McGehee first traveled to Haiti in 1970 with the Centers for Disease Control to assess their malaria evaluation program. He’s been going ever since, sometimes as much as four times a year. He currently travels with a friend’s church, Providence United Methodist Church, based in Charlotte, N.C.
While working in the clinic in Tovar, McGehee sees anywhere from 35 to 50 adult patients in just one day, all with varying medical needs. This past visit, for example, the clinic treated a young child with malaria who managed to make it to the clinic despite the two- to three-mile trek — an incredible journey through the region, especially when ill. According to McGehee, “we were able to load him up with fluids and anti-malaria drugs and give him a ride home on a motorcycle.”
McGehee also met an older woman who was unsure of her age, but he guessed it to be around 60. She had devoted herself to taking care of her nine grandchildren after their parents were killed during the horrific earthquake that tore apart Port-au-Prince in early 2010. The grandmother confessed she is unable to feed all her grandchildren and afraid she will not be able to provide for them.
“Under the best circumstances, people in Haiti live in wretched conditions,” said McGehee. “With the earthquake, then the hurricane and now the cholera epidemic, the suffering is unimaginable. It really got to me more than it ever has before.”
He explained that the cholera outbreak had not yet reached the northern part of the country, but that it is only a matter of time. Most of the patients McGehee saw are those who are moving away from the big cities to try and find a safe place to live, an indirect effect of the cholera outbreak and the earthquake.

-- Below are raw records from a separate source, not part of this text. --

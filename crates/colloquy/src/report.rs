//! Console rendering for conversation exchanges.
//!
//! The output contract, kept verbatim from the original demo:
//! `Input sent: <prompt>` always comes first, a successful exchange prints
//! `Output response:` followed by one ` <result>` per output entry in
//! response order, and any failure prints a single `Error: <message>` line.

use colloquy_core::ConversationResponse;
use colloquy_error::ClientError;

/// The line announcing the prompt that was sent.
pub fn input_line(prompt: &str) -> String {
    format!("Input sent: {prompt}")
}

/// Renders the output block for a response.
///
/// Zero outputs render the bare `Output response:` header.
pub fn response_block(response: &ConversationResponse) -> String {
    let mut block = String::from("Output response:");
    for output in response.outputs() {
        block.push(' ');
        block.push_str(output.result());
        block.push('\n');
    }
    block
}

/// The single diagnostic line printed on any failure.
pub fn error_line(err: &ClientError) -> String {
    format!("Error: {}", err.kind)
}

/// Renders a whole exchange: the input line, then either the output block
/// or the error line.
pub fn transcript(prompt: &str, outcome: &Result<ConversationResponse, ClientError>) -> String {
    let mut text = input_line(prompt);
    text.push('\n');
    match outcome {
        Ok(response) => text.push_str(&response_block(response)),
        Err(err) => {
            text.push_str(&error_line(err));
            text.push('\n');
        }
    }
    text
}
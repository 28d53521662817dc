//! Colloquy: a conversation client for sidecar-based middleware.
//!
//! Sends input turns to a named conversation component registered with the
//! sidecar and returns the output results it produced. The `echo-demo`
//! binary exercises the client against the mock "echo" component.

pub mod report;

pub use colloquy_client::{ConversationClient, Converse, SidecarConfig};
pub use colloquy_core::{
    ConversationInput, ConversationRequest, ConversationResponse, ConversationResult, Role,
};
pub use colloquy_error::{ClientError, ClientErrorKind, ConfigError, ConfigErrorKind};
//! Core data types for the Colloquy conversation client.
//!
//! This crate provides the request and response types exchanged with a
//! conversation component through the middleware sidecar.

mod input;
mod request;
mod response;
mod role;

pub use input::{ConversationInput, ConversationInputBuilder};
pub use request::{ConversationRequest, ConversationRequestBuilder};
pub use response::{ConversationResponse, ConversationResponseBuilder, ConversationResult};
pub use role::Role;
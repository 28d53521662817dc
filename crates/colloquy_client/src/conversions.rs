//! Type conversions between Colloquy and sidecar wire formats.

use crate::dto::{ConverseRequestDto, ConverseResponseDto, InputDto};
use colloquy_core::{ConversationRequest, ConversationResponse, ConversationResult};
use colloquy_error::{ClientError, ClientErrorKind};

/// Converts a ConversationRequest to the sidecar wire format.
pub fn to_wire_request(req: &ConversationRequest) -> ConverseRequestDto {
    let inputs = req
        .inputs()
        .iter()
        .map(|input| InputDto {
            content: input.content().clone(),
            role: Some(input.role().as_str().to_string()),
            scrub_pii: *input.scrub_pii(),
        })
        .collect();

    ConverseRequestDto {
        inputs,
        context_id: req.context_id().clone(),
        temperature: *req.temperature(),
        metadata: req.metadata().clone(),
    }
}

/// Converts a sidecar wire response to a ConversationResponse.
pub fn from_wire_response(
    response: ConverseResponseDto,
) -> Result<ConversationResponse, ClientError> {
    let outputs = response
        .outputs
        .into_iter()
        .map(|o| ConversationResult::new(o.result))
        .collect::<Vec<_>>();

    let mut builder = ConversationResponse::builder();
    builder.outputs(outputs);
    if let Some(context_id) = response.context_id {
        builder.context_id(Some(context_id));
    }

    builder
        .build()
        .map_err(|e| ClientError::new(ClientErrorKind::Builder(format!("{e}"))))
}
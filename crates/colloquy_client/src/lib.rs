//! HTTP client for the sidecar conversation API.
//!
//! The sidecar exposes registered conversation components at
//! `POST /v1.0-alpha1/conversation/{component}/converse`. This crate wraps
//! that endpoint: build a [`ConversationClient`] from the environment (or a
//! [`SidecarConfig`]), then call [`Converse::converse`] with a component
//! name and input turns.

mod client;
mod config;
mod conversions;
mod dto;

pub use client::ConversationClient;
pub use config::SidecarConfig;
pub use dto::{ConverseRequestDto, ConverseResponseDto, InputDto, OutputDto};

use async_trait::async_trait;
use colloquy_core::{ConversationInput, ConversationRequest, ConversationResponse};
use colloquy_error::ClientError;

/// Seam over the conversation call, so callers can substitute a fake
/// component in tests.
#[async_trait]
pub trait Converse: Send + Sync {
    /// Sends the given input turns to the named component.
    async fn converse(
        &self,
        component: &str,
        inputs: Vec<ConversationInput>,
    ) -> Result<ConversationResponse, ClientError>;

    /// Sends a full conversation request to the named component.
    async fn converse_with(
        &self,
        component: &str,
        request: &ConversationRequest,
    ) -> Result<ConversationResponse, ClientError>;
}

When asked how Americans can help, McGehee replied, “It’s a difficult question. There are individual foundations that are using money effectively, but there is a heck of a lot of money that is sitting on the table waiting for an organization. There is virtually no infrastructure to use the money.” He’s seen examples of charities putting money to good use, like the orphanage founded by a Charlottesville friend that houses and feeds more than 200 children. Some interpreters he met in Haiti have also started a home for children in Port-au-Prince.